Location: Location not imported yet.Title: Short communication: Best prediction of 305-day lactation yields with regional and seasonal effects) Author
Submitted to: Journal of Dairy Science
Publication Type: Peer Reviewed Journal
Publication Acceptance Date: 12/2/2010
Publication Date: 3/1/2011
Citation: Cole, J.B., Null, D.J., De Vries, A. 2011. Short communication: Best prediction of 305-day lactation yields with regional and seasonal effects. Journal of Dairy Science. 94(3):1601-1604. Interpretive Summary: In the United States, best prediction methodology is used to calculate lactation yields from individual test day yields, and uses lactation curves that do not account for differences among regions of the country or seasons of calving, which may result in biased estimates of 305-d lactation yields. Multiplicative factors were used to pre-adjust test day records for regional and seasonal effects and compared to lactation curves that differed by region and season. Mature equivalent yields were similar in all cases. Actual yields were slightly more accurate after seasonal adjustment. Multiplicative factors are preferred over seasonal and regional lactation curves because they are easier to calculate.
Technical Abstract: In the United States, lactation yields are calculated using best prediction (BP), a method in which test day (TD) data are compared to breed- and parity-specific herd lactation curves that do not account for differences among regions of the country or seasons of calving. This may result in biased estimates of lactation yields. Data from 538,090 lactations of 348,123 Holstein cows with lactation lengths between 250 d and 500 d, records made in a single herd, at least 've reported TD, and twice-daily milking were extracted from the national dairy database (NDDB). Herds were assigned to one of 7 regions of the country, individual lactations were assigned to 3-month seasons of calving, and lactation curves for milk, fat, and protein yield were estimated by parity group for regions, seasons, and seasons within regions. Multiplicative preadjustment factors (MF) also were computed.
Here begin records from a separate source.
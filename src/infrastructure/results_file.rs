//! 结果文件 - 基础设施层
//!
//! results.json 是与评分平台唯一的约定，写入时先写临时文件再改名，
//! 中途崩溃不会留下半个文件。

use crate::models::{ResultSet, TestResult};
use anyhow::{Context, Result};
use std::path::{Path, PathBuf};
use tokio::fs;
use tracing::debug;

pub struct ResultsFile {
    path: PathBuf,
}

impl ResultsFile {
    pub fn new(path: impl Into<PathBuf>) -> Self {
        Self { path: path.into() }
    }

    pub fn path(&self) -> &Path {
        &self.path
    }

    /// 覆盖写入整个结果集
    pub async fn write(&self, results: &ResultSet) -> Result<()> {
        let body = serde_json::to_string(results)?;
        self.write_raw(&body).await
    }

    /// 原样写入一份 JSON 文档（检查器的失败报告直接透传时使用）
    pub async fn write_value(&self, value: &serde_json::Value) -> Result<()> {
        let body = serde_json::to_string(value)?;
        self.write_raw(&body).await
    }

    /// 读取已有结果，不存在时返回空结果集
    pub async fn read(&self) -> Result<ResultSet> {
        if !self.path.exists() {
            return Ok(ResultSet::default());
        }
        let content = fs::read_to_string(&self.path)
            .await
            .with_context(|| format!("无法读取结果文件: {}", self.path.display()))?;
        serde_json::from_str(&content)
            .with_context(|| format!("无法解析结果文件: {}", self.path.display()))
    }

    /// 在已有结果后追加一条测试
    pub async fn append(&self, test: TestResult) -> Result<()> {
        let mut results = self.read().await?;
        debug!("追加测试: {}", test.name);
        results.push(test);
        self.write(&results).await
    }

    async fn write_raw(&self, body: &str) -> Result<()> {
        if let Some(parent) = self.path.parent() {
            fs::create_dir_all(parent)
                .await
                .with_context(|| format!("无法创建目录: {}", parent.display()))?;
        }

        let mut tmp = self.path.clone().into_os_string();
        tmp.push(".tmp");
        let tmp = PathBuf::from(tmp);

        fs::write(&tmp, body)
            .await
            .with_context(|| format!("无法写入临时文件: {}", tmp.display()))?;
        fs::rename(&tmp, &self.path)
            .await
            .with_context(|| format!("无法写入结果文件: {}", self.path.display()))?;
        Ok(())
    }
}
The resulting lactation curves and MF were tested on a validation dataset of 538,090 lactation records of 348,123 Holstein cows sampled at random from the NDDB. Mature equivalent (ME) milk, fat, and protein yields were calculated using the standard and adjusted curves and MF, and differences between 305-d ME yields tested for significance. Yields calculated using 50-d intervals from 50 to 250 DIM and using all TD to 500 DIM allowed comparisons of predictions for records in progress (RIP). Differences in ME milk ranged from 0 to 51 kg and were slightly larger for first- than later-parity cows. Milk and components yields did not differ significantly (P > 0.05) in any case. Correlations of yields for 50-d intervals with those using all TD were similar across analyses. Yields for RIP were slightly more accurate when adjusted for regional and seasonal differences.